Your goal:
Print out the entries exactly, and include each one.

[Stored data]

//! Reserved parameter names and page size limits.
//!
//! [`PagerOptions`] is what callers write (by hand or in `pager.toml`); zero
//! or empty fields mean "use the default". [`PagerOptions::normalize`] turns it
//! into an immutable [`PagerConfig`] without touching the options.
//!
//! ```rust
//! use pager_query::config::PagerOptions;
//!
//! let config = PagerOptions {
//!     max_page_size: 10,
//!     ..Default::default()
//! }
//! .normalize();
//!
//! assert_eq!(config.max_page_size(), 10);
//! assert_eq!(config.default_page_size(), 10); // 20 clamped to the maximum
//! assert_eq!(config.page_size_arg_name(), "size");
//! ```
//!
//! # File format
//!
//! Keys may sit at the top level or under a `[pager]` table, and `${VAR}`
//! references are expanded from the environment:
//!
//! ```toml
//! [pager]
//! max_page_size = 100
//! default_page_size = 25
//! order_arg_name = "sort"
//! no_page_arg_name = "${PAGER_NO_PAGE_KEY}"
//! ```

use std::path::Path;

use serde::{Deserialize, Serialize};

use crate::error::{QueryError, QueryResult};

/// Default maximum page size.
pub const DEFAULT_MAX_PAGE_SIZE: u32 = 50;
/// Default page size.
pub const DEFAULT_PAGE_SIZE: u32 = 20;
/// Default name of the page size parameter.
pub const DEFAULT_PAGE_SIZE_ARG: &str = "size";
/// Default name of the page number parameter.
pub const DEFAULT_CURRENT_PAGE_ARG: &str = "page";
/// Default name of the sort parameter.
pub const DEFAULT_ORDER_ARG: &str = "order";
/// Default name of the no-pagination parameter.
pub const DEFAULT_NO_PAGE_ARG: &str = "no_page";

/// User-facing pager options.
#[derive(Debug, Clone, Default, PartialEq, Eq, Deserialize, Serialize)]
#[serde(default, deny_unknown_fields)]
pub struct PagerOptions {
    /// Largest page size a request may ask for (0 = 50).
    pub max_page_size: u32,
    /// Page size used when the request does not give one (0 = 20).
    pub default_page_size: u32,
    /// Name of the page size parameter (empty = `size`).
    pub page_size_arg_name: String,
    /// Name of the page number parameter (empty = `page`).
    pub current_page_arg_name: String,
    /// Name of the sort parameter (empty = `order`).
    pub order_arg_name: String,
    /// Name of the no-pagination parameter (empty = `no_page`).
    pub no_page_arg_name: String,
}

impl PagerOptions {
    /// Load options from a TOML file.
    pub fn from_file(path: impl AsRef<Path>) -> QueryResult<Self> {
        let path = path.as_ref();
        let content = std::fs::read_to_string(path)
            .map_err(|e| QueryError::missing_configuration(path.display().to_string()).with_source(e))?;

        Self::from_str(&content)
    }

    /// Parse options from a TOML string.
    #[allow(clippy::should_implement_trait)]
    pub fn from_str(content: &str) -> QueryResult<Self> {
        let expanded = expand_env_vars(content);

        let mut table: toml::Table = toml::from_str(&expanded)
            .map_err(|e| QueryError::invalid_configuration(e.message().to_string()).with_source(e))?;

        let section = match table.remove("pager") {
            Some(toml::Value::Table(section)) => {
                if let Some(key) = table.keys().next() {
                    return Err(QueryError::invalid_configuration(format!(
                        "unexpected key `{}` next to the [pager] table",
                        key
                    ))
                    .with_field(key.clone()));
                }
                section
            }
            Some(_) => {
                return Err(QueryError::invalid_configuration("`pager` must be a table")
                    .with_field("pager"));
            }
            None => table,
        };

        toml::Value::Table(section)
            .try_into()
            .map_err(|e: toml::de::Error| {
                QueryError::invalid_configuration(e.message().to_string()).with_source(e)
            })
    }

    /// Fill in defaults and clamp the default page size to the maximum.
    pub fn normalize(&self) -> PagerConfig {
        let max_page_size = non_zero_or(self.max_page_size, DEFAULT_MAX_PAGE_SIZE);
        let default_page_size =
            non_zero_or(self.default_page_size, DEFAULT_PAGE_SIZE).min(max_page_size);

        PagerConfig {
            max_page_size,
            default_page_size,
            page_size_arg_name: non_empty_or(&self.page_size_arg_name, DEFAULT_PAGE_SIZE_ARG),
            current_page_arg_name: non_empty_or(&self.current_page_arg_name, DEFAULT_CURRENT_PAGE_ARG),
            order_arg_name: non_empty_or(&self.order_arg_name, DEFAULT_ORDER_ARG),
            no_page_arg_name: non_empty_or(&self.no_page_arg_name, DEFAULT_NO_PAGE_ARG),
        }
    }
}

/// Normalized, read-only pager configuration.
///
/// Always satisfies `1 <= default_page_size <= max_page_size` and has
/// non-empty reserved names. Distinctness of the names is only checked by
/// [`PagerConfig::validate`].
#[derive(Debug, Clone, PartialEq, Eq)]
pub struct PagerConfig {
    max_page_size: u32,
    default_page_size: u32,
    page_size_arg_name: String,
    current_page_arg_name: String,
    order_arg_name: String,
    no_page_arg_name: String,
}

impl Default for PagerConfig {
    fn default() -> Self {
        PagerOptions::default().normalize()
    }
}

impl PagerConfig {
    /// Largest page size a request may ask for.
    pub fn max_page_size(&self) -> u32 {
        self.max_page_size
    }

    /// Page size used when the request does not give one.
    pub fn default_page_size(&self) -> u32 {
        self.default_page_size
    }

    /// Name of the page size parameter.
    pub fn page_size_arg_name(&self) -> &str {
        &self.page_size_arg_name
    }

    /// Name of the page number parameter.
    pub fn current_page_arg_name(&self) -> &str {
        &self.current_page_arg_name
    }

    /// Name of the sort parameter.
    pub fn order_arg_name(&self) -> &str {
        &self.order_arg_name
    }

    /// Name of the no-pagination parameter.
    pub fn no_page_arg_name(&self) -> &str {
        &self.no_page_arg_name
    }

    /// The four reserved parameter names.
    pub fn reserved_keys(&self) -> [&str; 4] {
        [
            self.current_page_arg_name.as_str(),
            self.page_size_arg_name.as_str(),
            self.order_arg_name.as_str(),
            self.no_page_arg_name.as_str(),
        ]
    }

    /// Check whether `key` is one of the reserved parameter names.
    pub fn is_reserved(&self, key: &str) -> bool {
        self.reserved_keys().contains(&key)
    }

    /// Reject configurations where two reserved names collide.
    pub fn validate(&self) -> QueryResult<()> {
        let keys = self.reserved_keys();
        for (i, key) in keys.iter().enumerate() {
            if keys[i + 1..].contains(key) {
                return Err(QueryError::invalid_configuration(format!(
                    "reserved parameter name `{}` is used more than once",
                    key
                ))
                .with_field(key.to_string())
                .with_suggestion("Give the page, size, order and no-page parameters distinct names"));
            }
        }
        Ok(())
    }
}

impl From<PagerOptions> for PagerConfig {
    fn from(options: PagerOptions) -> Self {
        options.normalize()
    }
}

fn non_zero_or(value: u32, default: u32) -> u32 {
    if value == 0 { default } else { value }
}

fn non_empty_or(value: &str, default: &str) -> String {
    if value.is_empty() {
        default.to_string()
    } else {
        value.to_string()
    }
}

/// Expand `${VAR}` references; unknown variables are left as written.
fn expand_env_vars(content: &str) -> String {
    let re = regex_lite::Regex::new(r"\$\{([^}]+)\}").expect("static pattern");

    re.replace_all(content, |caps: &regex_lite::Captures<'_>| {
        std::env::var(&caps[1]).unwrap_or_else(|_| caps[0].to_string())
    })
    .into_owned()
}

Exercise answer:
//! Reserved parameter names and page size limits.
//!
//! [`PagerOptions`] is what callers write (by hand or in `pager.toml`); zero
//! or empty fields mean "use the default". [`PagerOptions::normalize`] turns it
//! into an immutable [`PagerConfig`] without touching the options.
//!
//! ```rust
//! use pager_query::config::PagerOptions;
//!
//! let config = PagerOptions {
//!     max_page_size: 10,
//!     ..Default::default()
//! }
//! .normalize();
//!
//! assert_eq!(config.max_page_size(), 10);
//! assert_eq!(config.default_page_size(), 10); // 20 clamped to the maximum
//! assert_eq!(config.page_size_arg_name(), "size");
//! ```
//!
//! # File format
//!
//! Keys may sit at the top level or under a `[pager]` table, and `${VAR}`
//! references are expanded from the environment:
//!
//! ```toml
//! [pager]
//! max_page_size = 100
//! default_page_size = 25
//! order_arg_name = "sort"
//! no_page_arg_name = "${PAGER_NO_PAGE_KEY}"
//! ```

use std::path::Path;

use serde::{Deserialize, Serialize};

use crate::error::{QueryError, QueryResult};

/// Default maximum page size.
pub const DEFAULT_MAX_PAGE_SIZE: u32 = 50;
/// Default page size.
pub const DEFAULT_PAGE_SIZE: u32 = 20;
/// Default name of the page size parameter.
pub const DEFAULT_PAGE_SIZE_ARG: &str = "size";
/// Default name of the page number parameter.
pub const DEFAULT_CURRENT_PAGE_ARG: &str = "page";
/// Default name of the sort parameter.
pub const DEFAULT_ORDER_ARG: &str = "order";
/// Default name of the no-pagination parameter.
pub const DEFAULT_NO_PAGE_ARG: &str = "no_page";

/// User-facing pager options.
#[derive(Debug, Clone, Default, PartialEq, Eq, Deserialize, Serialize)]
#[serde(default, deny_unknown_fields)]
pub struct PagerOptions {
    /// Largest page size a request may ask for (0 = 50).
    pub max_page_size: u32,
    /// Page size used when the request does not give one (0 = 20).
    pub default_page_size: u32,
    /// Name of the page size parameter (empty = `size`).
    pub page_size_arg_name: String,
    /// Name of the page number parameter (empty = `page`).
    pub current_page_arg_name: String,
    /// Name of the sort parameter (empty = `order`).
    pub order_arg_name: String,
    /// Name of the no-pagination parameter (empty = `no_page`).
    pub no_page_arg_name: String,
}

impl PagerOptions {
    /// Load options from a TOML file.
    pub fn from_file(path: impl AsRef<Path>) -> QueryResult<Self> {
        let path = path.as_ref();
        let content = std::fs::read_to_string(path)
            .map_err(|e| QueryError::missing_configuration(path.display().to_string()).with_source(e))?;

        Self::from_str(&content)
    }

    /// Parse options from a TOML string.
    #[allow(clippy::should_implement_trait)]
    pub fn from_str(content: &str) -> QueryResult<Self> {
        let expanded = expand_env_vars(content);

        let mut table: toml::Table = toml::from_str(&expanded)
            .map_err(|e| QueryError::invalid_configuration(e.message().to_string()).with_source(e))?;

        let section = match table.remove("pager") {
            Some(toml::Value::Table(section)) => {
                if let Some(key) = table.keys().next() {
                    return Err(QueryError::invalid_configuration(format!(
                        "unexpected key `{}` next to the [pager] table",
                        key
                    ))
                    .with_field(key.clone()));
                }
                section
            }
            Some(_) => {
                return Err(QueryError::invalid_configuration("`pager` must be a table")
                    .with_field("pager"));
            }
            None => table,
        };

        toml::Value::Table(section)
            .try_into()
            .map_err(|e: toml::de::Error| {
                QueryError::invalid_configuration(e.message().to_string()).with_source(e)
            })
    }

    /// Fill in defaults and clamp the default page size to the maximum.
    pub fn normalize(&self) -> PagerConfig {
        let max_page_size = non_zero_or(self.max_page_size, DEFAULT_MAX_PAGE_SIZE);
        let default_page_size =
            non_zero_or(self.default_page_size, DEFAULT_PAGE_SIZE).min(max_page_size);

        PagerConfig {
            max_page_size,
            default_page_size,
            page_size_arg_name: non_empty_or(&self.page_size_arg_name, DEFAULT_PAGE_SIZE_ARG),
            current_page_arg_name: non_empty_or(&self.current_page_arg_name, DEFAULT_CURRENT_PAGE_ARG),
            order_arg_name: non_empty_or(&self.order_arg_name, DEFAULT_ORDER_ARG),
            no_page_arg_name: non_empty_or(&self.no_page_arg_name, DEFAULT_NO_PAGE_ARG),
        }
    }
}

/// Normalized, read-only pager configuration.
///
/// Always satisfies `1 <= default_page_size <= max_page_size` and has
/// non-empty reserved names. Distinctness of the names is only checked by
/// [`PagerConfig::validate`].
#[derive(Debug, Clone, PartialEq, Eq)]
pub struct PagerConfig {
    max_page_size: u32,
    default_page_size: u32,
    page_size_arg_name: String,
    current_page_arg_name: String,
    order_arg_name: String,
    no_page_arg_name: String,
}

impl Default for PagerConfig {
    fn default() -> Self {
        PagerOptions::default().normalize()
    }
}

impl PagerConfig {
    /// Largest page size a request may ask for.
    pub fn max_page_size(&self) -> u32 {
        self.max_page_size
    }

    /// Page size used when the request does not give one.
    pub fn default_page_size(&self) -> u32 {
        self.default_page_size
    }

    /// Name of the page size parameter.
    pub fn page_size_arg_name(&self) -> &str {
        &self.page_size_arg_name
    }

    /// Name of the page number parameter.
    pub fn current_page_arg_name(&self) -> &str {
        &self.current_page_arg_name
    }

    /// Name of the sort parameter.
    pub fn order_arg_name(&self) -> &str {
        &self.order_arg_name
    }

    /// Name of the no-pagination parameter.
    pub fn no_page_arg_name(&self) -> &str {
        &self.no_page_arg_name
    }

    /// The four reserved parameter names.
    pub fn reserved_keys(&self) -> [&str; 4] {
        [
            self.current_page_arg_name.as_str(),
            self.page_size_arg_name.as_str(),
            self.order_arg_name.as_str(),
            self.no_page_arg_name.as_str(),
        ]
    }

    /// Check whether `key` is one of the reserved parameter names.
    pub fn is_reserved(&self, key: &str) -> bool {
        self.reserved_keys().contains(&key)
    }

    /// Reject configurations where two reserved names collide.
    pub fn validate(&self) -> QueryResult<()> {
        let keys = self.reserved_keys();
        for (i, key) in keys.iter().enumerate() {
            if keys[i + 1..].contains(key) {
                return Err(QueryError::invalid_configuration(format!(
                    "reserved parameter name `{}` is used more than once",
                    key
                ))
                .with_field(key.to_string())
                .with_suggestion("Give the page, size, order and no-page parameters distinct names"));
            }
        }
        Ok(())
    }
}

impl From<PagerOptions> for PagerConfig {
    fn from(options: PagerOptions) -> Self {
        options.normalize()
    }
}

fn non_zero_or(value: u32, default: u32) -> u32 {
    if value == 0 { default } else { value }
}

fn non_empty_or(value: &str, default: &str) -> String {
    if value.is_empty() {
        default.to_string()
    } else {
        value.to_string()
    }
}

/// Expand `${VAR}` references; unknown variables are left as written.
fn expand_env_vars(content: &str) -> String {
    let re = regex_lite::Regex::new(r"\$\{([^}]+)\}").expect("static pattern");

    re.replace_all(content, |caps: &regex_lite::Captures<'_>| {
        std::env::var(&caps[1]).unwrap_or_else(|_| caps[0].to_string())
    })
    .into_owned()
}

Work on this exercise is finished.